Aims
The aim was to explore challenges patients with Neuroendocrine Tumours (NETs) face due to their incurable but slow-growing nature.
Methods
Semi-structured interviews with 30 patients (12 female, 18 male) treated for NETs at a hospital in Queensland, Australia. The data was analysed using NVivo10.
Results
4 major themes emerged. (1) Despite the poor long term prognosis a proportion of participants sought to adopt a positive outlook or denied the severity of their condition; (2) On reflection, symptom management was accompanied by uncertainty about available treatment options, disease progression, quality of life and life expectancy; (3) Participants perceived contradictions in how their NET prognosis was framed by different health professionals involved in their care; (4) Some participants expressed feelings of fear, guilt and social isolation due to the uncertainties of the NET diagnosis.
Conclusions
We highlight challenges for NET patients to resolve the tension between a terminal prognosis and a slow but unpredictable disease progression.

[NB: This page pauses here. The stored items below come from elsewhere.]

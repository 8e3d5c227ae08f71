use chrono::{DateTime, Utc};
use common::{Endpoint, MessageId};
use serde::{Deserialize, Serialize};

use crate::TransportMessage;

/// One processing step recorded in an envelope's header.
///
/// Stages are appended before each consumer invocation so that a failed
/// envelope shows exactly how far dispatch got.
#[derive(Debug, Clone, PartialEq, Serialize, Deserialize)]
pub struct Stage {
    /// The consumer about to be invoked.
    pub consumer: String,

    /// The message types the consumer was resolved through.
    pub message_types: Vec<String>,

    /// When the stage was entered.
    pub recorded_at: DateTime<Utc>,
}

/// Envelope header metadata.
#[derive(Debug, Clone, Default, Serialize, Deserialize)]
pub struct Headers {
    /// Endpoint replies should be sent to.
    pub reply_to: Option<Endpoint>,

    /// Endpoint the envelope was addressed to.
    pub destination: Option<Endpoint>,

    /// Endpoint currently processing the envelope.
    pub local_endpoint: Option<Endpoint>,

    /// Id of the request this envelope answers.
    pub in_reply_to: Option<MessageId>,

    /// Number of failed delivery attempts so far.
    pub retries: u32,

    /// When the envelope was created.
    pub sent_at: Option<DateTime<Utc>>,

    /// Processing-stage trace.
    pub stages: Vec<Stage>,
}

/// An error captured while processing an envelope.
#[derive(Debug, Clone, PartialEq, Serialize, Deserialize)]
pub struct CapturedError {
    /// The consumer that raised it, if known.
    pub consumer: Option<String>,

    /// Rendered error chain.
    pub message: String,

    /// When it was captured.
    pub recorded_at: DateTime<Utc>,
}

/// Envelope footer metadata.
#[derive(Debug, Clone, Default, Serialize, Deserialize)]
pub struct Footer {
    /// Errors captured across delivery attempts, oldest first.
    pub errors: Vec<CapturedError>,
}

/// A message together with its header and footer.
///
/// Owned by the dispatch pipeline for the duration of one delivery.
#[derive(Debug, Clone, Serialize, Deserialize)]
pub struct Envelope {
    /// Unique id of this transmission.
    pub id: MessageId,

    /// The transported message.
    pub message: TransportMessage,

    /// Header metadata.
    pub headers: Headers,

    /// Footer metadata.
    pub footer: Footer,
}

impl Envelope {
    /// Wraps a message in a fresh envelope.
    pub fn new(message: TransportMessage) -> Self {
        Self {
            id: MessageId::new(),
            message,
            headers: Headers {
                sent_at: Some(Utc::now()),
                ..Headers::default()
            },
            footer: Footer::default(),
        }
    }

    /// Sets the reply-to endpoint.
    pub fn with_reply_to(mut self, endpoint: Endpoint) -> Self {
        self.headers.reply_to = Some(endpoint);
        self
    }

    /// Sets the destination endpoint.
    pub fn with_destination(mut self, endpoint: Endpoint) -> Self {
        self.headers.destination = Some(endpoint);
        self
    }

    /// Marks the envelope as a reply to the given request.
    pub fn in_reply_to(mut self, request: MessageId) -> Self {
        self.headers.in_reply_to = Some(request);
        self
    }

    /// Appends a stage marker to the header trace.
    pub fn record_stage(&mut self, consumer: impl Into<String>, message_types: Vec<String>) {
        self.headers.stages.push(Stage {
            consumer: consumer.into(),
            message_types,
            recorded_at: Utc::now(),
        });
    }

    /// Returns the most recently recorded stage.
    pub fn current_stage(&self) -> Option<&Stage> {
        self.headers.stages.last()
    }

    /// Captures an error, with its source chain, into the footer.
    pub fn capture_error(&mut self, consumer: Option<&str>, error: &dyn std::error::Error) {
        let mut message = error.to_string();
        let mut source = error.source();
        while let Some(cause) = source {
            message.push_str(": ");
            message.push_str(&cause.to_string());
            source = cause.source();
        }
        self.footer.errors.push(CapturedError {
            consumer: consumer.map(str::to_string),
            message,
            recorded_at: Utc::now(),
        });
    }
}

#[cfg(test)]
mod tests {
    use super::*;

    fn message() -> TransportMessage {
        TransportMessage::from_parts("Ping", Vec::new(), None, serde_json::json!({"n": 1}))
    }

    #[derive(Debug, thiserror::Error)]
    #[error("outer")]
    struct Outer(#[source] Inner);

    #[derive(Debug, thiserror::Error)]
    #[error("inner")]
    struct Inner;

    #[test]
    fn new_envelope_has_fresh_id_and_empty_trace() {
        let a = Envelope::new(message());
        let b = Envelope::new(message());
        assert_ne!(a.id, b.id);
        assert!(a.headers.stages.is_empty());
        assert!(a.footer.errors.is_empty());
        assert!(a.headers.sent_at.is_some());
    }

    #[test]
    fn stages_are_recorded_in_order() {
        let mut envelope = Envelope::new(message());
        envelope.record_stage("A", vec!["Ping".to_string()]);
        envelope.record_stage("B", vec!["Ping".to_string()]);

        assert_eq!(envelope.headers.stages.len(), 2);
        assert_eq!(envelope.current_stage().unwrap().consumer, "B");
    }

    #[test]
    fn captured_error_includes_source_chain() {
        let mut envelope = Envelope::new(message());
        envelope.capture_error(Some("A"), &Outer(Inner));

        let captured = &envelope.footer.errors[0];
        assert_eq!(captured.consumer.as_deref(), Some("A"));
        assert_eq!(captured.message, "outer: inner");
    }

    #[test]
    fn addressing_builders() {
        let request = MessageId::new();
        let envelope = Envelope::new(message())
            .with_reply_to(Endpoint::new("memory://a"))
            .with_destination(Endpoint::new("memory://b"))
            .in_reply_to(request);

        assert_eq!(envelope.headers.reply_to, Some(Endpoint::new("memory://a")));
        assert_eq!(envelope.headers.destination, Some(Endpoint::new("memory://b")));
        assert_eq!(envelope.headers.in_reply_to, Some(request));
    }
}
//! Execution of one saga definition against inbound messages.

use std::sync::Arc;

use async_trait::async_trait;
use common::{MessageId, SagaId};
use messaging::{Message, TransportMessage};
use persistence::{PersistenceError, SagaStore};

use crate::correlation::Correlator;
use crate::definition::{SagaDefinition, Trigger};
use crate::engine::{self, SagaAction};
use crate::merge::ConflictMerger;
use crate::repository::SagaRepository;
use crate::{PendingActions, Result, SagaData, SagaError, SagaInstance, State};

/// What handling one message did to a saga.
#[derive(Debug, Clone, PartialEq)]
pub struct SagaOutcome {
    /// The saga type.
    pub saga_type: String,

    /// The instance the message was correlated to (or created for).
    pub saga_id: SagaId,

    /// Whether the instance was created by this message.
    pub started: bool,

    /// Whether a trigger condition fired.
    pub matched: bool,

    /// Whether the saga completed and its data was removed.
    pub completed: bool,

    /// Whether the instance is suspended and the message was skipped.
    pub suspended: bool,

    /// Whether the message was a redelivery and `actions` were replayed
    /// from the outbox instead of running the saga again.
    pub replayed: bool,

    /// The instance's state afterwards.
    pub state: State,

    /// The delivery that was handled.
    pub message_id: MessageId,

    /// Side effects for the bus to carry out.
    pub actions: Vec<SagaAction>,

    /// Whether `actions` wait in the instance's outbox until acknowledged.
    pub pending: bool,
}

impl SagaOutcome {
    fn skipped(
        saga_type: &str,
        instance_id: SagaId,
        state: State,
        message_id: MessageId,
    ) -> Self {
        Self {
            saga_type: saga_type.to_string(),
            saga_id: instance_id,
            started: false,
            matched: false,
            completed: false,
            suspended: false,
            replayed: false,
            state,
            message_id,
            actions: Vec::new(),
            pending: false,
        }
    }

    fn replay<D>(saga_type: &str, instance: SagaInstance<D>, owed: PendingActions) -> Self {
        Self {
            saga_type: saga_type.to_string(),
            saga_id: instance.id,
            started: false,
            matched: true,
            completed: owed.completed,
            suspended: false,
            replayed: true,
            state: instance.state,
            message_id: owed.message_id,
            actions: owed.actions,
            pending: true,
        }
    }
}

/// A saga as the dispatcher sees it, independent of its data type.
#[async_trait]
pub trait SagaHandler: Send + Sync {
    /// Returns the saga type name.
    fn saga_type(&self) -> &str;

    /// Returns the message types the saga reacts to, with their capability.
    fn triggers(&self) -> &[Trigger];

    /// Correlates, runs and persists the saga for one delivery.
    ///
    /// The resulting actions are saved with the instance. Handling the same
    /// `message_id` again replays them without running the saga twice.
    async fn handle(
        &self,
        message: &TransportMessage,
        message_id: MessageId,
    ) -> Result<SagaOutcome>;

    /// Settles the actions of `outcome` once they were carried out.
    async fn acknowledge(&self, outcome: &SagaOutcome) -> Result<()>;
}

/// Runs a [`SagaDefinition`] over a saga data store.
pub struct SagaRuntime<D> {
    definition: Arc<SagaDefinition<D>>,
    repository: SagaRepository<D>,
    correlator: Correlator<D>,
}

impl<D: SagaData> SagaRuntime<D> {
    /// Creates a runtime persisting to `store`.
    pub fn new(definition: SagaDefinition<D>, store: Arc<dyn SagaStore>) -> Self {
        let repository = SagaRepository::new(definition.name(), store);
        Self {
            definition: Arc::new(definition),
            repository,
            correlator: Correlator::new(),
        }
    }

    /// Registers a custom finder for `M`, preferred over default correlation.
    pub fn with_finder<M, F>(mut self, finder: F) -> Self
    where
        M: Message,
        F: Fn(&[SagaInstance<D>], &M) -> Option<SagaId> + Send + Sync + 'static,
    {
        self.correlator.register_finder::<M, F>(finder);
        self
    }

    /// Sets the merger used when saves conflict.
    pub fn with_merger(mut self, merger: impl ConflictMerger<D> + 'static) -> Self {
        self.repository = self.repository.with_merger(merger);
        self
    }

    /// Returns the definition.
    pub fn definition(&self) -> &SagaDefinition<D> {
        &self.definition
    }

    /// Returns the repository.
    pub fn repository(&self) -> &SagaRepository<D> {
        &self.repository
    }

    /// Finds an instance by id.
    pub async fn find(&self, id: SagaId) -> Result<Option<SagaInstance<D>>> {
        self.repository.find(id).await
    }

    /// Stops the instance from processing further messages.
    pub async fn suspend(&self, id: SagaId) -> Result<()> {
        self.set_suspended(id, true).await
    }

    /// Lets a suspended instance process messages again.
    pub async fn resume(&self, id: SagaId) -> Result<()> {
        self.set_suspended(id, false).await
    }

    async fn set_suspended(&self, id: SagaId, suspended: bool) -> Result<()> {
        let mut instance = self
            .repository
            .find(id)
            .await?
            .ok_or(PersistenceError::InstanceNotFound(id))?;
        if instance.suspended == suspended {
            return Ok(());
        }
        instance.suspended = suspended;
        let marker = TransportMessage::from_parts(
            if suspended { "SuspendSaga" } else { "ResumeSaga" },
            Vec::new(),
            None,
            serde_json::Value::Null,
        );
        self.repository.save(instance, &marker).await?;
        tracing::info!(saga_type = %self.definition.name(), saga_id = %id, suspended, "saga suspension changed");
        Ok(())
    }

    /// Correlates `message` to an instance, creating one for starting
    /// messages. Instances whose completion is still settling are gone as
    /// far as new messages are concerned.
    fn load_or_start(
        &self,
        instances: Vec<SagaInstance<D>>,
        message: &TransportMessage,
    ) -> Result<(SagaInstance<D>, bool)> {
        let instances: Vec<_> = instances
            .into_iter()
            .filter(|instance| !instance.is_completing())
            .collect();
        let correlated = self
            .correlator
            .correlate(&self.definition, &instances, message)?;

        let existing = correlated
            .and_then(|id| instances.into_iter().find(|instance| instance.id == id));
        match existing {
            Some(instance) => Ok((instance, false)),
            None if self.definition.can_start(message) => Ok((
                SagaInstance::new(SagaId::new(), self.definition.initial_state().clone()),
                true,
            )),
            None => Err(SagaError::NotFound {
                message_type: message.message_type().to_string(),
                saga_type: self.definition.name().to_string(),
                instance_id: correlated,
            }),
        }
    }
}

#[async_trait]
impl<D: SagaData> SagaHandler for SagaRuntime<D> {
    fn saga_type(&self) -> &str {
        self.definition.name()
    }

    fn triggers(&self) -> &[Trigger] {
        self.definition.triggers()
    }

    #[tracing::instrument(
        skip(self, message),
        fields(saga_type = %self.definition.name(), message_type = %message.message_type())
    )]
    async fn handle(
        &self,
        message: &TransportMessage,
        message_id: MessageId,
    ) -> Result<SagaOutcome> {
        let saga_type = self.definition.name();
        let mut instances = self.repository.find_all().await?;

        if let Some(index) = instances
            .iter()
            .position(|instance| instance.owes_actions_for(message_id))
        {
            let mut instance = instances.swap_remove(index);
            if let Some(owed) = instance.pending.take() {
                tracing::info!(saga_id = %instance.id, %message_id, "redelivered message, replaying owed actions");
                return Ok(SagaOutcome::replay(saga_type, instance, owed));
            }
        }

        let (mut instance, started) = self.load_or_start(instances, message)?;

        if instance.suspended {
            tracing::debug!(saga_id = %instance.id, "saga suspended, message skipped");
            let mut outcome = SagaOutcome::skipped(saga_type, instance.id, instance.state, message_id);
            outcome.started = started;
            outcome.suspended = true;
            return Ok(outcome);
        }

        let mut data = instance.data.clone();
        let execution = engine::execute(&self.definition, &instance.state, message, &mut data)?;

        if !execution.matched {
            // A fresh instance nothing applied to is discarded unsaved.
            tracing::debug!(saga_id = %instance.id, state = %instance.state, "no trigger condition matched");
            return Ok(SagaOutcome::skipped(saga_type, instance.id, instance.state, message_id));
        }

        if started {
            metrics::counter!("saga_instances_started_total").increment(1);
        }

        // Actions an earlier delivery never settled go out first.
        let mut actions = instance
            .pending
            .take()
            .map(|earlier| earlier.actions)
            .unwrap_or_default();
        actions.extend(execution.actions);

        let pending = execution.completed || !actions.is_empty();
        instance.data = data;
        instance.state = execution.next_state.clone();
        instance.pending = pending.then(|| PendingActions {
            message_id,
            completed: execution.completed,
            actions: actions.clone(),
        });
        instance = self.repository.save(instance, message).await?;
        tracing::debug!(saga_id = %instance.id, version = %instance.version, state = %instance.state, "saga saved");

        if execution.completed {
            metrics::counter!("saga_instances_completed_total").increment(1);
            tracing::info!(saga_id = %instance.id, "saga completed");
        }

        Ok(SagaOutcome {
            saga_type: saga_type.to_string(),
            saga_id: instance.id,
            started,
            matched: true,
            completed: execution.completed,
            suspended: false,
            replayed: false,
            state: execution.next_state,
            message_id,
            actions,
            pending,
        })
    }

    async fn acknowledge(&self, outcome: &SagaOutcome) -> Result<()> {
        if !outcome.pending {
            return Ok(());
        }
        self.repository
            .settle(outcome.saga_id, outcome.message_id)
            .await
    }
}
use thiserror::Error;

use crate::{SagaId, SagaRecord, TimeoutId, Version};

/// Errors that can occur when interacting with the saga or timeout stores.
#[derive(Debug, Error)]
pub enum PersistenceError {
    /// The persisted version of a saga instance differs from the version
    /// the working copy was read at.
    #[error(
        "Version conflict for saga instance {id}: expected version {expected}, found {}",
        .current.version
    )]
    VersionConflict {
        id: SagaId,
        expected: Version,
        current: Box<SagaRecord>,
    },

    /// The saga instance is not (or no longer) persisted.
    #[error("Saga instance not found: {0}")]
    InstanceNotFound(SagaId),

    /// A timeout with this id is already scheduled.
    #[error("Timeout already scheduled: {0}")]
    DuplicateTimeout(TimeoutId),

    /// The record failed validation before saving.
    #[error("Invalid record: {0}")]
    InvalidRecord(String),

    /// A serialization/deserialization error occurred.
    #[error("Serialization error: {0}")]
    Serialization(#[from] serde_json::Error),

    /// The storage backend failed.
    #[error("Storage backend error: {0}")]
    Backend(String),
}

/// Result type for store operations.
pub type Result<T> = std::result::Result<T, PersistenceError>;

They often struggle to explain their condition to significant others or fully understand the nature of their illness themselves. This is exacerbated by – and in turn exacerbates - the limited public awareness of NETs inviting some to lead ‘double lives’ in which NETs are dealt with secretly. Improved expertise among health professionals and communication with patients and their families to enhance the recognition of NETs could potentially alleviate these issues.